Ukraine central bank cuts key rate to 6%, its lowest level ever

Ukraine central bank cuts key rate to 6%, its lowest level ever
The National Bank of Ukraine will cut the key policy rate to 6% from June 12. / bne Intellinews
By bne IntelliNews June 11, 2020

The board of the National Bank of Ukraine (NBU) will cut the key policy rate from the current level of 8% to 6% from June 12.

This is the lowest level of the key policy rate since Ukraine gained its independence in 1991, the regulator said in a statement on June 11.

"Consumer and investment demand is most likely to remain subdued for longer than forecast in April. On the one hand, this will keep inflation below the target level for longer than projected in the April forecast. On the other hand, this means that the Ukrainian economy will face a deeper contraction than expected. This requires the central bank to continue its monetary policy easing in order to support the economy as the country gradually lifts quarantine measures," the central bank added.

The NBU has also decided to narrow its interest rate band on standing facilities, from the key policy rate +/- 2 percentage points (pp) to the key policy rate +/- 1 pp.

This means that with the new key policy rate, overnight refinancing loans will be issued at 7%, and overnight certificates of deposit will be placed at 5%. By changing the width of the band, the NBU will be able to achieve the operational goal of its monetary policy, which is to keep hryvnia interbank rates close to the key policy rate, and within the band of interest rates on standing facilities, according to the regulator.

In April, the NBU cut the key policy rate by 2 pp to 8%, "continuing to ease monetary policy. Together with other measures taken by the NBU, such as expanding its set of liquidity support tools and the introduction of preferential terms for borrowers by banks, this will provide the economy with the impetus required to provide support for households and businesses in these difficult times, and to ensure that business activity picks up quickly once the quarantine is lifted," the regulator said in a statement at the time.

The NBU said in the June 10 statement that inflation in April-May hovered around 2%, being lower than expected and below the target range of 5% ± 1 pp.

"Inflationary pressures remained weak primarily due to a significant drop in consumer demand for food and non-essential goods. Moreover, price growth was restrained by lower energy prices, increased supply of vegetables, and frozen prices for many services during the quarantine. These factors offset the effects of the hryvnia’s weakening in March and the sustained high demand for some goods in early April – these effects having completely vanished as of now," the regulator added.

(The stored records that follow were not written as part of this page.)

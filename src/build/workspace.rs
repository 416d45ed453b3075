// MediaCat - Chaptered Audiobook Assembly
// Copyright (C) 2025 MediaCat contributors
//
// This program is free software: you can redistribute it and/or modify
// it under the terms of the GNU General Public License as published by
// the Free Software Foundation, either version 3 of the License, or
// (at your option) any later version.
//
// This program is distributed in the hope that it will be useful,
// but WITHOUT ANY WARRANTY; without even the implied warranty of
// MERCHANTABILITY or FITNESS FOR A PARTICULAR PURPOSE. See the
// GNU General Public License for more details.
//
// You should have received a copy of the GNU General Public License
// along with this program. If not, see <https://www.gnu.org/licenses/>.


//! Scratch workspace lifecycle
//!
//! Every build owns exactly one uniquely named scratch directory holding all
//! intermediate artifacts (converted tracks, the chapter table, the concat
//! list, the joined stream). Deletion is tied to the guard's drop so it runs
//! on every exit path; the only way to keep the directory is to explicitly
//! take ownership of it with [`ScratchWorkspace::retain`].

use crate::error::Result;
use std::path::{Path, PathBuf};
use tempfile::TempDir;
use tracing::debug;

/// Names of the well-known artifacts inside a workspace
pub const CHAPTERS_FILE: &str = "chapters.txt";
pub const CONCAT_LIST_FILE: &str = "inputs.txt";
pub const JOINED_FILE: &str = "joined.m4b";

/// An ephemeral directory exclusively owned by one build
pub struct ScratchWorkspace {
    dir: TempDir,
}

impl ScratchWorkspace {
    /// Create a uniquely named scratch directory.
    pub fn create() -> Result<Self> {
        let dir = tempfile::Builder::new().prefix("mediacat-").tempdir()?;
        debug!("scratch workspace created: {}", dir.path().display());
        Ok(Self { dir })
    }

    /// Path of the workspace directory.
    pub fn path(&self) -> &Path {
        self.dir.path()
    }

    /// Path of a named artifact inside the workspace.
    pub fn join(&self, name: impl AsRef<Path>) -> PathBuf {
        self.dir.path().join(name)
    }

    /// Path of the Nth converted track, `NN.m4a`.
    pub fn track_path(&self, index: usize) -> PathBuf {
        self.join(format!("{:02}.{}", index, crate::audio::TARGET_EXTENSION))
    }

    /// Delete the workspace now, surfacing any I/O error.
    pub fn close(self) -> Result<()> {
        debug!("scratch workspace removed: {}", self.dir.path().display());
        self.dir.close()?;
        Ok(())
    }

    /// Give up cleanup and hand the directory to the caller.
    pub fn retain(self) -> PathBuf {
        self.dir.into_path()
    }
}

#[cfg(test)]
mod tests {
    use super::*;

    #[test]
    fn test_workspace_removed_on_drop() {
        let ws = ScratchWorkspace::create().unwrap();
        let path = ws.path().to_path_buf();
        assert!(path.is_dir());
        drop(ws);
        assert!(!path.exists());
    }

    #[test]
    fn test_workspace_removed_on_close() {
        let ws = ScratchWorkspace::create().unwrap();
        let path = ws.path().to_path_buf();
        std::fs::write(ws.join("00.m4a"), b"track").unwrap();
        ws.close().unwrap();
        assert!(!path.exists());
    }

    #[test]
    fn test_retained_workspace_survives() {
        let ws = ScratchWorkspace::create().unwrap();
        let kept = ws.retain();
        assert!(kept.is_dir());
        std::fs::remove_dir_all(&kept).unwrap();
    }

    #[test]
    fn test_track_path_naming() {
        let ws = ScratchWorkspace::create().unwrap();
        let p = ws.track_path(3);
        assert!(p.ends_with("03.m4a"));
    }
}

Further on, inflation will grow moderately, albeit likely heading towards the target range more slowly than anticipated.

According to the NBU, consumer and investment demand remain subdued, although business activity has started to pick up gradually as the quarantine restrictions are eased. The fiscal and monetary policy measures taken with the aim of supporting businesses and households will only partially offset the decline in consumer demand. The recovery of consumer demand will be gradual even after the quarantine is lifted.

Secondly, the FX market, which has a major impact on the price of the basket of goods, is favourable for low inflation. Since the start of April, the supply of foreign currency on the interbank market has exceeded demand. Imports of goods remain below pre-crisis levels across almost all categories of goods, while exports are declining more slowly.

As a result, the hryvnia strengthened and since early April the NBU has used this opportunity to purchase around $1.8bn in order to increase international reserves. In this way, the NBU has become a net buyer of foreign currency since the start of the year, having compensated for the outflow of foreign currency from international reserves in March due to high demand for foreign currency.

Thirdly, inflation expectations are improving among households and financial analysts. According to the NBU, their current expectations of inflation in 12 months have aligned with the NBU’s medium-term target.

"At the same time, the NBU’s key assumption of continuing co-operation with the International Monetary Fund (IMF) has [been] implemented," the central bank added.